++++ Supplied information

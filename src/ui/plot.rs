use std::collections::BTreeMap;
use std::f32::consts::{FRAC_PI_2, TAU};

use chrono::{Datelike, NaiveDate};
use eframe::egui::{self, Align2, Color32, FontId, RichText, ScrollArea, Stroke, Ui};
use egui_plot::{
    Bar, BarChart, BoxElem, BoxPlot, BoxSpread, Legend, Line, Plot, PlotPoints, Points, VLine,
};

use session_analyzer::analysis::distribution::Histogram;
use session_analyzer::analysis::frequency::FrequencyTable;
use session_analyzer::analysis::paired::PairedSeries;
use session_analyzer::config::AnalyzerConfig;
use session_analyzer::report::SessionReport;

use crate::color;
use crate::ui::panels::unavailable;

/// Pie slices at or below this share get no percentage label.
const PIE_LABEL_MIN_PERCENT: f64 = 5.0;

// ---------------------------------------------------------------------------
// Top values: ranked summary, frequency table, pie chart
// ---------------------------------------------------------------------------

pub fn top_values(ui: &mut Ui, report: &SessionReport, config: &AnalyzerConfig) {
    let table = match &report.top_values {
        Ok(t) => t,
        Err(e) => return unavailable(ui, "Top Values", &e.to_string()),
    };

    ui.vertical_centered(|ui: &mut Ui| {
        ui.heading(format!("Top {} Values", config.top_values.top_k));
        for line in table.summary_lines(config.top_values.top_k) {
            ui.label(RichText::new(line).size(14.0));
        }
    });
    ui.separator();

    let shown = match config.top_values.table_rows {
        Some(n) => table.top(n),
        None => &table.entries[..],
    };
    ScrollArea::vertical()
        .id_salt("frequency_table")
        .max_height(220.0)
        .show(ui, |ui: &mut Ui| {
            egui::Grid::new("frequency_grid")
                .striped(true)
                .num_columns(3)
                .show(ui, |ui: &mut Ui| {
                    ui.strong(&table.column);
                    ui.strong("Count");
                    ui.strong("%");
                    ui.end_row();
                    for entry in shown {
                        ui.label(entry.value.to_string());
                        ui.label(entry.count.to_string());
                        ui.label(format!("{:.1}", entry.percentage));
                        ui.end_row();
                    }
                });
        });
    ui.separator();

    pie_chart(ui, table);
}

/// Pie of every value with a legend to its right.
fn pie_chart(ui: &mut Ui, table: &FrequencyTable) {
    if table.is_empty() {
        ui.label("No values to chart.");
        return;
    }
    ui.label(RichText::new(format!("Distribution of {}", table.column)).strong());

    let colors = color::generate_palette(table.entries.len());
    ui.horizontal(|ui: &mut Ui| {
        let side = ui.available_height().min(ui.available_width() * 0.6).max(120.0);
        let (response, painter) = ui.allocate_painter(egui::vec2(side, side), egui::Sense::hover());
        let center = response.rect.center();
        let radius = side * 0.45;
        let point = |angle: f32, r: f32| center + r * egui::vec2(angle.cos(), angle.sin());

        // Start at twelve o'clock and go clockwise.
        let mut start = -FRAC_PI_2;
        for (entry, &fill) in table.entries.iter().zip(&colors) {
            let sweep = TAU * (entry.percentage / 100.0) as f32;

            // Convex fans of at most a quarter turn each.
            let chunks = (sweep / FRAC_PI_2).ceil().max(1.0) as usize;
            for c in 0..chunks {
                let a0 = start + sweep * c as f32 / chunks as f32;
                let a1 = start + sweep * (c + 1) as f32 / chunks as f32;
                let steps = 16;
                let mut pts = vec![center];
                pts.extend((0..=steps).map(|s| point(a0 + (a1 - a0) * s as f32 / steps as f32, radius)));
                painter.add(egui::Shape::convex_polygon(pts, fill, Stroke::NONE));
            }
            painter.line_segment([center, point(start, radius)], Stroke::new(1.0, Color32::WHITE));

            if entry.percentage > PIE_LABEL_MIN_PERCENT {
                painter.text(
                    point(start + sweep / 2.0, radius * 0.65),
                    Align2::CENTER_CENTER,
                    format!("{:.1}%", entry.percentage),
                    FontId::proportional(12.0),
                    Color32::BLACK,
                );
            }
            start += sweep;
        }

        ScrollArea::vertical()
            .id_salt("pie_legend")
            .show(ui, |ui: &mut Ui| {
                ui.strong(&table.column);
                for (entry, &c) in table.entries.iter().zip(&colors) {
                    ui.horizontal(|ui: &mut Ui| {
                        ui.label(RichText::new("■").color(c));
                        ui.label(entry.value.to_string());
                    });
                }
            });
    });
}

// ---------------------------------------------------------------------------
// Entries over time
// ---------------------------------------------------------------------------

fn date_to_x(d: NaiveDate) -> f64 {
    d.num_days_from_ce() as f64
}

fn x_to_date(x: f64) -> Option<NaiveDate> {
    NaiveDate::from_num_days_from_ce_opt(x.round() as i32)
}

pub fn entries_over_time(ui: &mut Ui, report: &SessionReport) {
    let series = match &report.entries_over_time {
        Ok(s) => s,
        Err(e) => return unavailable(ui, "Number of entries per week", &e.to_string()),
    };

    ui.with_layout(egui::Layout::right_to_left(egui::Align::TOP), |ui: &mut Ui| {
        ui.label(series.average_label());
    });
    if series.buckets.is_empty() {
        return unavailable(ui, "Number of entries per week", "No rows with a valid date");
    }

    let points: Vec<[f64; 2]> = series
        .buckets
        .iter()
        .map(|b| [date_to_x(b.week_start), b.entry_count as f64])
        .collect();
    let durations: BTreeMap<i64, Option<f64>> = series
        .buckets
        .iter()
        .map(|b| (date_to_x(b.week_start) as i64, b.mean_duration))
        .collect();

    Plot::new("entries_per_week")
        .x_axis_label("Week start date")
        .y_axis_label("Count")
        .x_axis_formatter(|mark, _range| {
            x_to_date(mark.value)
                .map(|d| d.format("%Y-%m-%d").to_string())
                .unwrap_or_default()
        })
        .label_formatter(move |_name, value| {
            let Some(date) = x_to_date(value.x) else {
                return String::new();
            };
            let mean = durations
                .get(&(value.x.round() as i64))
                .copied()
                .flatten()
                .map(|m| format!("\nmean duration: {m:.1} min"))
                .unwrap_or_default();
            format!("week of {}\n{:.0} entries{mean}", date.format("%Y-%m-%d"), value.y)
        })
        .include_y(0.0)
        .show(ui, |plot_ui| {
            plot_ui.line(
                Line::new(PlotPoints::from(points.clone()))
                    .name("Entries")
                    .width(2.0),
            );
            plot_ui.points(Points::new(PlotPoints::from(points)).radius(4.0));
        });
}

// ---------------------------------------------------------------------------
// Histograms
// ---------------------------------------------------------------------------

/// Bars of `hist` coloured by `colors`, with mean and median markers.
fn histogram_plot(
    ui: &mut Ui,
    id: &str,
    hist: &Histogram,
    colors: &[Color32],
    x_label: &str,
    height: f32,
) {
    let bars: Vec<Bar> = hist
        .bars()
        .zip(colors.iter().copied().chain(std::iter::repeat(Color32::GRAY)))
        .map(|((left, width, count), fill)| {
            Bar::new(left + width / 2.0, count as f64)
                .width(width)
                .fill(fill)
                .stroke(Stroke::new(1.0, Color32::BLACK))
        })
        .collect();
    let (lo, hi) = hist.display_range();
    let mean = hist.summary.mean;
    let median = hist.summary.median;

    Plot::new(id.to_string())
        .height(height)
        .legend(Legend::default())
        .x_axis_label(x_label.to_string())
        .y_axis_label("Count")
        .include_x(lo)
        .include_x(hi)
        .include_y(0.0)
        .allow_drag(false)
        .allow_scroll(false)
        .show(ui, |plot_ui| {
            plot_ui.bar_chart(BarChart::new(bars));
            plot_ui.vline(
                VLine::new(mean)
                    .color(Color32::from_rgb(40, 70, 220))
                    .width(2.0)
                    .name(format!("Mean: {mean:.2}")),
            );
            plot_ui.vline(
                VLine::new(median)
                    .color(Color32::from_rgb(150, 40, 170))
                    .width(2.0)
                    .name(format!("Median: {median:.2}")),
            );
        });
}

pub fn quality_histogram(ui: &mut Ui, report: &SessionReport) {
    let hist = match &report.quality_histogram {
        Ok(h) => h,
        Err(e) => return unavailable(ui, "Qualite Score Histogram", &e.to_string()),
    };
    ui.heading(format!("{} Distribution", hist.column));
    ui.with_layout(egui::Layout::right_to_left(egui::Align::TOP), |ui: &mut Ui| {
        ui.label(format!(
            "Mean: {:.3}    Median: {:.3}",
            hist.summary.mean, hist.summary.median
        ));
    });
    let colors = color::cool_to_warm(hist.counts.len());
    let height = ui.available_height();
    histogram_plot(ui, "quality_histogram", hist, &colors, "Score", height);
}

pub fn grades(ui: &mut Ui, report: &SessionReport) {
    let title = "Practitioner Grade Distribution (0-5)";
    let hist = match &report.grades {
        Ok(h) => h,
        Err(e) => return unavailable(ui, title, &e.to_string()),
    };
    ui.heading(title);
    let colors = color::red_to_green(hist.counts.len());
    let height = (ui.available_height() - 40.0).max(150.0);
    histogram_plot(ui, "grade_histogram", hist, &colors, "Grade", height);

    let s = &hist.summary;
    let std_dev = s
        .std_dev
        .map(|v| format!("{v:.2}"))
        .unwrap_or_else(|| "n/a".to_string());
    ui.vertical_centered(|ui: &mut Ui| {
        ui.label(
            RichText::new(format!(
                "Total Grades: {}  |  Mean: {:.2}  |  Median: {:.2}  |  Std Dev: {std_dev}  |  \
                 Range: [{:.2} - {:.2}]",
                s.count, s.mean, s.median, s.min, s.max
            ))
            .size(14.0),
        );
    });
}

// ---------------------------------------------------------------------------
// Paired comparison
// ---------------------------------------------------------------------------

const PATIENT_LABEL: &str = "Patient";
const PROFESSIONAL_LABEL: &str = "Professional";

fn series_bars(series: &PairedSeries, name: &str, color: Color32) -> Option<BarChart> {
    let hist = series.histogram.as_ref()?;
    let bars = hist
        .bars()
        .map(|(left, width, count)| Bar::new(left + width / 2.0, count as f64).width(width))
        .collect();
    Some(BarChart::new(bars).name(name).color(color.gamma_multiply(0.6)))
}

fn series_box(series: &PairedSeries, x: f64, name: &str, color: Color32) -> Option<BoxElem> {
    let b = series.boxplot.as_ref()?;
    Some(
        BoxElem::new(
            x,
            BoxSpread::new(b.lower_whisker, b.q1, b.median, b.q3, b.upper_whisker),
        )
        .name(name)
        .fill(color.gamma_multiply(0.3))
        .stroke(Stroke::new(1.5, color))
        .box_width(0.5),
    )
}

pub fn interactions(ui: &mut Ui, report: &SessionReport) {
    let cmp = match &report.interactions {
        Ok(c) => c,
        Err(e) => return unavailable(ui, "Interactions by Session", &e.to_string()),
    };

    ui.with_layout(egui::Layout::right_to_left(egui::Align::TOP), |ui: &mut Ui| {
        ui.label(cmp.stats.summary_line(PATIENT_LABEL, PROFESSIONAL_LABEL));
    });

    let half = (ui.available_height() / 2.0 - 10.0).max(120.0);

    ui.label(RichText::new("Interactions by Session").strong());
    Plot::new("interactions_by_session")
        .height(half)
        .legend(Legend::default())
        .x_axis_label("Session")
        .y_axis_label("Count")
        .show(ui, |plot_ui| {
            let sides = [
                (&cmp.a, PATIENT_LABEL, color::SERIES_A),
                (&cmp.b, PROFESSIONAL_LABEL, color::SERIES_B),
            ];
            for (series, name, c) in sides {
                let points: PlotPoints = series
                    .values
                    .iter()
                    .enumerate()
                    .map(|(i, &v)| [i as f64, v])
                    .collect();
                plot_ui.line(Line::new(points).name(name).color(c).width(1.5));
            }
        });

    ui.columns(2, |cols| {
        cols[0].label(RichText::new("Distribution Comparison").strong());
        Plot::new("interactions_distribution")
            .legend(Legend::default())
            .x_axis_label("Count")
            .y_axis_label("Frequency")
            .show(&mut cols[0], |plot_ui| {
                for chart in [
                    series_bars(&cmp.a, PATIENT_LABEL, color::SERIES_A),
                    series_bars(&cmp.b, PROFESSIONAL_LABEL, color::SERIES_B),
                ]
                .into_iter()
                .flatten()
                {
                    plot_ui.bar_chart(chart);
                }
            });

        cols[1].label(RichText::new("Boxplot Comparison").strong());
        Plot::new("interactions_boxplot")
            .legend(Legend::default())
            .y_axis_label("Count")
            .show_x(false)
            .show(&mut cols[1], |plot_ui| {
                let sides = [
                    (&cmp.a, 1.0, PATIENT_LABEL, color::SERIES_A),
                    (&cmp.b, 2.0, PROFESSIONAL_LABEL, color::SERIES_B),
                ];
                for (series, x, name, c) in sides {
                    if let Some(elem) = series_box(series, x, name, c) {
                        plot_ui.box_plot(BoxPlot::new(vec![elem]).name(name).color(c));
                    }
                    if let Some(b) = &series.boxplot {
                        if !b.outliers.is_empty() {
                            let pts: PlotPoints = b.outliers.iter().map(|&v| [x, v]).collect();
                            plot_ui.points(Points::new(pts).color(c).radius(3.0));
                        }
                    }
                }
            });
    });
}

++++++++

### [Work request]
Pull every line with the string "AnalyzerConfig" out of the material.

### [Response to this task]
use session_analyzer::config::AnalyzerConfig;
pub fn top_values(ui: &mut Ui, report: &SessionReport, config: &AnalyzerConfig) {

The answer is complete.